(Exercise details) Transcribe the data exactly. Leave nothing out.

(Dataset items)
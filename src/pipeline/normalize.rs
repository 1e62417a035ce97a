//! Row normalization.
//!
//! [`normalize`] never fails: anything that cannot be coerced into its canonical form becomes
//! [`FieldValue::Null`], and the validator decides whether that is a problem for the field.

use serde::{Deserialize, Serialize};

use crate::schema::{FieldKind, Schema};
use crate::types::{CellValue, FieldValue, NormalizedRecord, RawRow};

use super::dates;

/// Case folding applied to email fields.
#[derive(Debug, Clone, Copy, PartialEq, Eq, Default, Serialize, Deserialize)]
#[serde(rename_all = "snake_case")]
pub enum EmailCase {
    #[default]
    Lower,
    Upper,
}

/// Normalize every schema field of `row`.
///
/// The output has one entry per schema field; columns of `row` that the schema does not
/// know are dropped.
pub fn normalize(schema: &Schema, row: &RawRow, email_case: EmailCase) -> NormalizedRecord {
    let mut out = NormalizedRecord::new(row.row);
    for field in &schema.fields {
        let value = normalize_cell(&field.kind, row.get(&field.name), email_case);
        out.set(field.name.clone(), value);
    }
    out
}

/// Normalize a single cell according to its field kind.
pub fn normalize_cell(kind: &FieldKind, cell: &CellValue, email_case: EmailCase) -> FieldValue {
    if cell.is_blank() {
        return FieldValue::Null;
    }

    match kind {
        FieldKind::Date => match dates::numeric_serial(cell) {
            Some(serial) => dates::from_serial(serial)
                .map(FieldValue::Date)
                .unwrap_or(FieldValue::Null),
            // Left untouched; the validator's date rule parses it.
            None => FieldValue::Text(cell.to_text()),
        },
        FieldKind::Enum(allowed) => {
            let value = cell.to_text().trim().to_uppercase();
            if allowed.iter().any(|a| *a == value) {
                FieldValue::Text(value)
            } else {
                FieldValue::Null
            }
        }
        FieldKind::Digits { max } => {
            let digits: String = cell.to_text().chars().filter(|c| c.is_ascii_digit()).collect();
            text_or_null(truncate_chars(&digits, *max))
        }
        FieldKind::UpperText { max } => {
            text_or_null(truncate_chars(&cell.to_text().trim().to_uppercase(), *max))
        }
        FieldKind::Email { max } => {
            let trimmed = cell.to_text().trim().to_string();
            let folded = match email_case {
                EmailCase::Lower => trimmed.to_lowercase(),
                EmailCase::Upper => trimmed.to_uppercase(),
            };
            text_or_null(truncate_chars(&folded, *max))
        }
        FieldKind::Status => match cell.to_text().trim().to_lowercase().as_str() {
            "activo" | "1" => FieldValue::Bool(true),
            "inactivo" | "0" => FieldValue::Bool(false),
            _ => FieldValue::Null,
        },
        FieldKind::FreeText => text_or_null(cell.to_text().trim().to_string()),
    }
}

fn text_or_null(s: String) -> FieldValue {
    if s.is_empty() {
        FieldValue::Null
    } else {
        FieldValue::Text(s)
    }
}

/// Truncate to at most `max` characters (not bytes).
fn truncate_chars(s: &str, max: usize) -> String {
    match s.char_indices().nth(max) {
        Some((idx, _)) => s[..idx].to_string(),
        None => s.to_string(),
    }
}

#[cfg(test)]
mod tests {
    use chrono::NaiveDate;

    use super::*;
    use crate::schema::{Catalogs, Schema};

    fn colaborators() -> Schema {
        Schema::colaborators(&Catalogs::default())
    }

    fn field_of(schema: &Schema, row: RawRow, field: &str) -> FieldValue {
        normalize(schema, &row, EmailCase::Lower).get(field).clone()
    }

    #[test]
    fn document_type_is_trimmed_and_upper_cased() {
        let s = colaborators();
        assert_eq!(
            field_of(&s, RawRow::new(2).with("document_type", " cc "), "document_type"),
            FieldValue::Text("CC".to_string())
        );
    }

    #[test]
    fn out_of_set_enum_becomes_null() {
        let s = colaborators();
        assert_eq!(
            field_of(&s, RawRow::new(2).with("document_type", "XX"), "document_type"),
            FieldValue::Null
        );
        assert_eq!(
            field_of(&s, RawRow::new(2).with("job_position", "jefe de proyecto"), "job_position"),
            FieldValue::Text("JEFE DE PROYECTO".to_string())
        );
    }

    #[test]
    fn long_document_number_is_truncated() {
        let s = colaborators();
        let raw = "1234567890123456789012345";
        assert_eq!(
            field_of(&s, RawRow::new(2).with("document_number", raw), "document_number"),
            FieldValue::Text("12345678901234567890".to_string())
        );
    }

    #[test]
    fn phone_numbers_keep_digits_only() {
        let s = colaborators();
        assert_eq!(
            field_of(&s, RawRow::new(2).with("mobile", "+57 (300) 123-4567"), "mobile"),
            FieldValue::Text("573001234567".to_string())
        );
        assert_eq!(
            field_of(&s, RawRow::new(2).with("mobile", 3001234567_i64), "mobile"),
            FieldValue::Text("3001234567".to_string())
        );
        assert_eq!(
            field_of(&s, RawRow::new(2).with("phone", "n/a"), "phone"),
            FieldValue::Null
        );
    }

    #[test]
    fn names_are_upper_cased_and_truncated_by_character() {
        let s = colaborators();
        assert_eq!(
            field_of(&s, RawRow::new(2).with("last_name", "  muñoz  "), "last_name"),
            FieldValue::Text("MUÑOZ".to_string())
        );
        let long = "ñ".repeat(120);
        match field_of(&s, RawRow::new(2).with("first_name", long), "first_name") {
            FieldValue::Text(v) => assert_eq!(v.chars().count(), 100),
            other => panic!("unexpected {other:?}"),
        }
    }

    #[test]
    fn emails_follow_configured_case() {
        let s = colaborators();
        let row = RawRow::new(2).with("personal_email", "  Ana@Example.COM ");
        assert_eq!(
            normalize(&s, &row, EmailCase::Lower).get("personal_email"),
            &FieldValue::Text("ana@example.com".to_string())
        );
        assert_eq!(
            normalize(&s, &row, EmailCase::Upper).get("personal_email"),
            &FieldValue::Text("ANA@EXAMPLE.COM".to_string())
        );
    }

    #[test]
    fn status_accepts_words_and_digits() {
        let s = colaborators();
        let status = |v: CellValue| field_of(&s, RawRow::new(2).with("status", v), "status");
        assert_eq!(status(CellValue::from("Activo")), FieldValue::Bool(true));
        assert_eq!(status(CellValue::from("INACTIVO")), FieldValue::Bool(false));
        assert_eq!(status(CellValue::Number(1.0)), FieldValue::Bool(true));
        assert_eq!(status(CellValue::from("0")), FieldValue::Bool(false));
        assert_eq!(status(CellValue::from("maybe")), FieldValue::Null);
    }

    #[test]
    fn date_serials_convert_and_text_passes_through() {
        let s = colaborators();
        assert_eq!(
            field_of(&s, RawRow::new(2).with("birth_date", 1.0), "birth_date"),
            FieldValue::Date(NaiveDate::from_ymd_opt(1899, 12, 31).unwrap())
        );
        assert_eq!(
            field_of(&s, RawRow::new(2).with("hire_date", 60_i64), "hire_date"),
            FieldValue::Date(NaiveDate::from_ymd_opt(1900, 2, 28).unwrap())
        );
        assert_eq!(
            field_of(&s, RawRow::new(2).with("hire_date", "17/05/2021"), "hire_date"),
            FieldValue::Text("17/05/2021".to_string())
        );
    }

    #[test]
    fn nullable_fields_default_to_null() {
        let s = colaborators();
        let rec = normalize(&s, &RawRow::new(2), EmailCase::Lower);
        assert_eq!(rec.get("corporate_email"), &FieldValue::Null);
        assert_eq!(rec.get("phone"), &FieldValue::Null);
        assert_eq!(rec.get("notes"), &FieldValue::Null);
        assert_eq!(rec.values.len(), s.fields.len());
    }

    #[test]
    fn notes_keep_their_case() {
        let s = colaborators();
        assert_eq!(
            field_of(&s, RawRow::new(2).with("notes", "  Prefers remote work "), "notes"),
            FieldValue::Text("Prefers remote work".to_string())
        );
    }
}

(Task result)
filename src/pipeline/normalize.rs
repository 1e62417a035ce97a
//! Row normalization.
//!
//! [`normalize`] never fails: anything that cannot be coerced into its canonical form becomes
//! [`FieldValue::Null`], and the validator decides whether that is a problem for the field.

use serde::{Deserialize, Serialize};

use crate::schema::{FieldKind, Schema};
use crate::types::{CellValue, FieldValue, NormalizedRecord, RawRow};

use super::dates;

/// Case folding applied to email fields.
#[derive(Debug, Clone, Copy, PartialEq, Eq, Default, Serialize, Deserialize)]
#[serde(rename_all = "snake_case")]
pub enum EmailCase {
    #[default]
    Lower,
    Upper,
}

/// Normalize every schema field of `row`.
///
/// The output has one entry per schema field; columns of `row` that the schema does not
/// know are dropped.
pub fn normalize(schema: &Schema, row: &RawRow, email_case: EmailCase) -> NormalizedRecord {
    let mut out = NormalizedRecord::new(row.row);
    for field in &schema.fields {
        let value = normalize_cell(&field.kind, row.get(&field.name), email_case);
        out.set(field.name.clone(), value);
    }
    out
}

/// Normalize a single cell according to its field kind.
pub fn normalize_cell(kind: &FieldKind, cell: &CellValue, email_case: EmailCase) -> FieldValue {
    if cell.is_blank() {
        return FieldValue::Null;
    }

    match kind {
        FieldKind::Date => match dates::numeric_serial(cell) {
            Some(serial) => dates::from_serial(serial)
                .map(FieldValue::Date)
                .unwrap_or(FieldValue::Null),
            // Left untouched; the validator's date rule parses it.
            None => FieldValue::Text(cell.to_text()),
        },
        FieldKind::Enum(allowed) => {
            let value = cell.to_text().trim().to_uppercase();
            if allowed.iter().any(|a| *a == value) {
                FieldValue::Text(value)
            } else {
                FieldValue::Null
            }
        }
        FieldKind::Digits { max } => {
            let digits: String = cell.to_text().chars().filter(|c| c.is_ascii_digit()).collect();
            text_or_null(truncate_chars(&digits, *max))
        }
        FieldKind::UpperText { max } => {
            text_or_null(truncate_chars(&cell.to_text().trim().to_uppercase(), *max))
        }
        FieldKind::Email { max } => {
            let trimmed = cell.to_text().trim().to_string();
            let folded = match email_case {
                EmailCase::Lower => trimmed.to_lowercase(),
                EmailCase::Upper => trimmed.to_uppercase(),
            };
            text_or_null(truncate_chars(&folded, *max))
        }
        FieldKind::Status => match cell.to_text().trim().to_lowercase().as_str() {
            "activo" | "1" => FieldValue::Bool(true),
            "inactivo" | "0" => FieldValue::Bool(false),
            _ => FieldValue::Null,
        },
        FieldKind::FreeText => text_or_null(cell.to_text().trim().to_string()),
    }
}

fn text_or_null(s: String) -> FieldValue {
    if s.is_empty() {
        FieldValue::Null
    } else {
        FieldValue::Text(s)
    }
}

/// Truncate to at most `max` characters (not bytes).
fn truncate_chars(s: &str, max: usize) -> String {
    match s.char_indices().nth(max) {
        Some((idx, _)) => s[..idx].to_string(),
        None => s.to_string(),
    }
}

#[cfg(test)]
mod tests {
    use chrono::NaiveDate;

    use super::*;
    use crate::schema::{Catalogs, Schema};

    fn colaborators() -> Schema {
        Schema::colaborators(&Catalogs::default())
    }

    fn field_of(schema: &Schema, row: RawRow, field: &str) -> FieldValue {
        normalize(schema, &row, EmailCase::Lower).get(field).clone()
    }

    #[test]
    fn document_type_is_trimmed_and_upper_cased() {
        let s = colaborators();
        assert_eq!(
            field_of(&s, RawRow::new(2).with("document_type", " cc "), "document_type"),
            FieldValue::Text("CC".to_string())
        );
    }

    #[test]
    fn out_of_set_enum_becomes_null() {
        let s = colaborators();
        assert_eq!(
            field_of(&s, RawRow::new(2).with("document_type", "XX"), "document_type"),
            FieldValue::Null
        );
        assert_eq!(
            field_of(&s, RawRow::new(2).with("job_position", "jefe de proyecto"), "job_position"),
            FieldValue::Text("JEFE DE PROYECTO".to_string())
        );
    }

    #[test]
    fn long_document_number_is_truncated() {
        let s = colaborators();
        let raw = "1234567890123456789012345";
        assert_eq!(
            field_of(&s, RawRow::new(2).with("document_number", raw), "document_number"),
            FieldValue::Text("12345678901234567890".to_string())
        );
    }

    #[test]
    fn phone_numbers_keep_digits_only() {
        let s = colaborators();
        assert_eq!(
            field_of(&s, RawRow::new(2).with("mobile", "+57 (300) 123-4567"), "mobile"),
            FieldValue::Text("573001234567".to_string())
        );
        assert_eq!(
            field_of(&s, RawRow::new(2).with("mobile", 3001234567_i64), "mobile"),
            FieldValue::Text("3001234567".to_string())
        );
        assert_eq!(
            field_of(&s, RawRow::new(2).with("phone", "n/a"), "phone"),
            FieldValue::Null
        );
    }

    #[test]
    fn names_are_upper_cased_and_truncated_by_character() {
        let s = colaborators();
        assert_eq!(
            field_of(&s, RawRow::new(2).with("last_name", "  muñoz  "), "last_name"),
            FieldValue::Text("MUÑOZ".to_string())
        );
        let long = "ñ".repeat(120);
        match field_of(&s, RawRow::new(2).with("first_name", long), "first_name") {
            FieldValue::Text(v) => assert_eq!(v.chars().count(), 100),
            other => panic!("unexpected {other:?}"),
        }
    }

    #[test]
    fn emails_follow_configured_case() {
        let s = colaborators();
        let row = RawRow::new(2).with("personal_email", "  Ana@Example.COM ");
        assert_eq!(
            normalize(&s, &row, EmailCase::Lower).get("personal_email"),
            &FieldValue::Text("ana@example.com".to_string())
        );
        assert_eq!(
            normalize(&s, &row, EmailCase::Upper).get("personal_email"),
            &FieldValue::Text("ANA@EXAMPLE.COM".to_string())
        );
    }

    #[test]
    fn status_accepts_words_and_digits() {
        let s = colaborators();
        let status = |v: CellValue| field_of(&s, RawRow::new(2).with("status", v), "status");
        assert_eq!(status(CellValue::from("Activo")), FieldValue::Bool(true));
        assert_eq!(status(CellValue::from("INACTIVO")), FieldValue::Bool(false));
        assert_eq!(status(CellValue::Number(1.0)), FieldValue::Bool(true));
        assert_eq!(status(CellValue::from("0")), FieldValue::Bool(false));
        assert_eq!(status(CellValue::from("maybe")), FieldValue::Null);
    }

    #[test]
    fn date_serials_convert_and_text_passes_through() {
        let s = colaborators();
        assert_eq!(
            field_of(&s, RawRow::new(2).with("birth_date", 1.0), "birth_date"),
            FieldValue::Date(NaiveDate::from_ymd_opt(1899, 12, 31).unwrap())
        );
        assert_eq!(
            field_of(&s, RawRow::new(2).with("hire_date", 60_i64), "hire_date"),
            FieldValue::Date(NaiveDate::from_ymd_opt(1900, 2, 28).unwrap())
        );
        assert_eq!(
            field_of(&s, RawRow::new(2).with("hire_date", "17/05/2021"), "hire_date"),
            FieldValue::Text("17/05/2021".to_string())
        );
    }

    #[test]
    fn nullable_fields_default_to_null() {
        let s = colaborators();
        let rec = normalize(&s, &RawRow::new(2), EmailCase::Lower);
        assert_eq!(rec.get("corporate_email"), &FieldValue::Null);
        assert_eq!(rec.get("phone"), &FieldValue::Null);
        assert_eq!(rec.get("notes"), &FieldValue::Null);
        assert_eq!(rec.values.len(), s.fields.len());
    }

    #[test]
    fn notes_keep_their_case() {
        let s = colaborators();
        assert_eq!(
            field_of(&s, RawRow::new(2).with("notes", "  Prefers remote work "), "notes"),
            FieldValue::Text("Prefers remote work".to_string())
        );
    }
}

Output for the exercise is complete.